The handcuffed and shackled 4-foot-tall boy nodded his head that he understood. His attorney helped him stand up and sign his name to a not guilty plea.
The newspaper reported that the district attorney said the boy should get more than the maximum of two years in prison allowed under the state's juvenile crime statutes.
"When the case involves the murder of a 5-week-old child, it seems the punishment is disproportionate to the crime given the severity in this case," Cobb County District Attorney Pat Head said after the boy's arraignment.
Recent changes in the law could possibly allow for the boy to receive more time, but not as severe as the punishment he could receive if convicted as an adult, Head said.
Details about the death and motive have not been released.
The baby's mother, who has not been identified, was not in court Friday, but the boy's mother was and cried throughout hearing, the Journal-Constitution reported.
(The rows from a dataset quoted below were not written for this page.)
// =============================================================================
// Reducer
// =============================================================================

/// Applies one cart action.
///
/// Returns the input `Arc` untouched for no-op transitions so that selector
/// caches keyed on state identity stay warm.
pub fn cart_b2b_reducer(
    state: &Arc<CartB2BState>,
    action: &CartB2BAction,
    clock: &dyn Clock,
) -> Arc<CartB2BState> {
    match action {
        CartB2BAction::AddItem(item) => {
            let items = add_or_merge(&state.items, item);
            Arc::new(with_items(state, items, clock))
        }

        CartB2BAction::UpdateQuantity {
            product_id,
            quantity,
        } => {
            let Some(index) = position_of(&state.items, product_id) else {
                return Arc::clone(state);
            };
            let mut items = state.items.clone();
            let clamped = items[index].clamp_quantity(*quantity);
            items[index] = items[index].with_quantity(clamped);
            Arc::new(with_items(state, items, clock))
        }

        CartB2BAction::RemoveItem { product_id } => {
            let items = state
                .items
                .iter()
                .filter(|item| item.product_id != *product_id)
                .cloned()
                .collect();
            Arc::new(with_items(state, items, clock))
        }

        CartB2BAction::UpdateItemNotes { product_id, notes } => {
            let Some(index) = position_of(&state.items, product_id) else {
                return Arc::clone(state);
            };
            let mut next = (**state).clone();
            next.items[index].notes = notes.clone();
            next.last_updated_at = Some(clock.now());
            Arc::new(next)
        }

        CartB2BAction::ClearCart => Arc::new(CartB2BState {
            shipping_address_id: state.shipping_address_id.clone(),
            last_updated_at: Some(clock.now()),
            ..initial_cart_b2b_state()
        }),

        CartB2BAction::BulkAddItems(incoming) => {
            let items = incoming
                .iter()
                .fold(state.items.clone(), |items, item| add_or_merge(&items, item));
            Arc::new(with_items(state, items, clock))
        }

        CartB2BAction::SetShippingAddress(address_id) => {
            let (can_checkout, checkout_blocked_reason) = determine_checkout_status(
                &state.items,
                state.spending_validation.is_within_limits,
                address_id.as_deref(),
            );
            Arc::new(CartB2BState {
                shipping_address_id: address_id.clone(),
                can_checkout,
                checkout_blocked_reason,
                last_updated_at: Some(clock.now()),
                ..(**state).clone()
            })
        }

        CartB2BAction::SetPurchaseOrderNumber(po) => Arc::new(CartB2BState {
            purchase_order_number: po.clone(),
            last_updated_at: Some(clock.now()),
            ..(**state).clone()
        }),

        CartB2BAction::SetNotes(notes) => Arc::new(CartB2BState {
            notes: notes.clone(),
            last_updated_at: Some(clock.now()),
            ..(**state).clone()
        }),

        CartB2BAction::UpdateTotals(totals) => Arc::new(CartB2BState {
            totals: totals.clone(),
            last_updated_at: Some(clock.now()),
            ..(**state).clone()
        }),

        CartB2BAction::UpdateSpendingValidation { validation, limits } => {
            let spending_validation = SpendingValidation {
                applicable_limits: limits.clone(),
                ..validation.clone()
            };
            let (can_checkout, checkout_blocked_reason) = determine_checkout_status(
                &state.items,
                spending_validation.is_within_limits,
                state.shipping_address_id.as_deref(),
            );
            Arc::new(CartB2BState {
                spending_validation,
                can_checkout,
                checkout_blocked_reason,
                last_updated_at: Some(clock.now()),
                ..(**state).clone()
            })
        }

        CartB2BAction::CartLoadingStart => Arc::new(CartB2BState {
            status: AsyncStatus::Loading,
            error: None,
            ..(**state).clone()
        }),

        CartB2BAction::CartLoadingSuccess => Arc::new(CartB2BState {
            status: AsyncStatus::Succeeded,
            ..(**state).clone()
        }),

        CartB2BAction::CartLoadingFailure(message) => Arc::new(CartB2BState {
            status: AsyncStatus::Failed,
            error: Some(message.clone()),
            ..(**state).clone()
        }),

        CartB2BAction::HydrateCart(persisted) => Arc::new(hydrate(state, persisted, clock)),

        CartB2BAction::ResetCart => Arc::new(initial_cart_b2b_state()),

        CartB2BAction::ClearError if state.error.is_none() => Arc::clone(state),

        CartB2BAction::ClearError => Arc::new(CartB2BState {
            error: None,
            ..(**state).clone()
        }),
    }
}

// =============================================================================
// Helpers
// =============================================================================

fn position_of(items: &[B2BCartItem], product_id: &str) -> Option<usize> {
    items.iter().position(|item| item.product_id == product_id)
}

/// Merge policy for a product already in the cart.
///
/// The incoming quantity is added and capped at the INCOMING line's
/// `max_order_quantity`; there is no minimum clamp here. The existing unit
/// price wins.
fn merge_item(existing: &B2BCartItem, incoming: &B2BCartItem) -> B2BCartItem {
    let quantity = existing
        .quantity
        .saturating_add(incoming.quantity)
        .min(incoming.max_order_quantity);
    existing.with_quantity(quantity)
}

/// Returns a new item list with `incoming` merged in or appended.
fn add_or_merge(items: &[B2BCartItem], incoming: &B2BCartItem) -> Vec<B2BCartItem> {
    let mut next = items.to_vec();
    match position_of(&next, &incoming.product_id) {
        Some(index) => next[index] = merge_item(&next[index], incoming),
        None => next.push(incoming.with_quantity(incoming.quantity)),
    }
    next
}

fn total_quantity(items: &[B2BCartItem]) -> i64 {
    items.iter().fold(0, |acc, item| acc.saturating_add(item.quantity))
}

/// Full recompute after an item mutation.
fn with_items(state: &CartB2BState, items: Vec<B2BCartItem>, clock: &dyn Clock) -> CartB2BState {
    let item_count = total_quantity(&items);
    let totals = calculate_totals(&items, &state.totals);
    let (can_checkout, checkout_blocked_reason) = determine_checkout_status(
        &items,
        state.spending_validation.is_within_limits,
        state.shipping_address_id.as_deref(),
    );

    CartB2BState {
        items,
        item_count,
        totals,
        can_checkout,
        checkout_blocked_reason,
        last_updated_at: Some(clock.now()),
        ..state.clone()
    }
}

/// Rebuilds the cart from persisted data without trusting any derived
/// value: totals start from the initial totals, spending validation from
/// the initial "within limits" value until the next validation pass.
fn hydrate(state: &CartB2BState, persisted: &PersistedCart, clock: &dyn Clock) -> CartB2BState {
    let items: Vec<B2BCartItem> = persisted
        .items
        .iter()
        .map(|item| item.with_quantity(item.quantity))
        .collect();
    let spending_validation = initial_spending_validation();
    let item_count = total_quantity(&items);
    let totals = calculate_totals(&items, &initial_cart_totals());
    let (can_checkout, checkout_blocked_reason) = determine_checkout_status(
        &items,
        spending_validation.is_within_limits,
        persisted.shipping_address_id.as_deref(),
    );

    CartB2BState {
        items,
        item_count,
        totals,
        spending_validation,
        can_checkout,
        checkout_blocked_reason,
        shipping_address_id: persisted.shipping_address_id.clone(),
        purchase_order_number: persisted.purchase_order_number.clone(),
        notes: persisted.notes.clone(),
        status: AsyncStatus::Succeeded,
        error: None,
        last_updated_at: Some(clock.now()),
        ..state.clone()
    }
}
Also Friday, the judge heard arguments from the Atlanta Journal-Constitution and St. Petersburg Times requesting access to the hearing. He ruled that the media could be present as long as the boy is not identified.
"There is plenty of interest concerning the case and I think there is a compelling reason to open the case," he said Friday.
Defense attorney Bert W. Cohen objected to the media attending the arraignment. He declined to comment further.
Cohen also requested the trial be delayed while he awaits a psychological exam of the boy. Prosecutors said they are also waiting for DNA to be tested at the state crime lab.
The boy's father, who is currently deployed with the U.S. Army, will be granted special permission to attend the boy's trial, the judge said.
Information from the Associated Press and Atlanta Journal-Constitution were included in this report.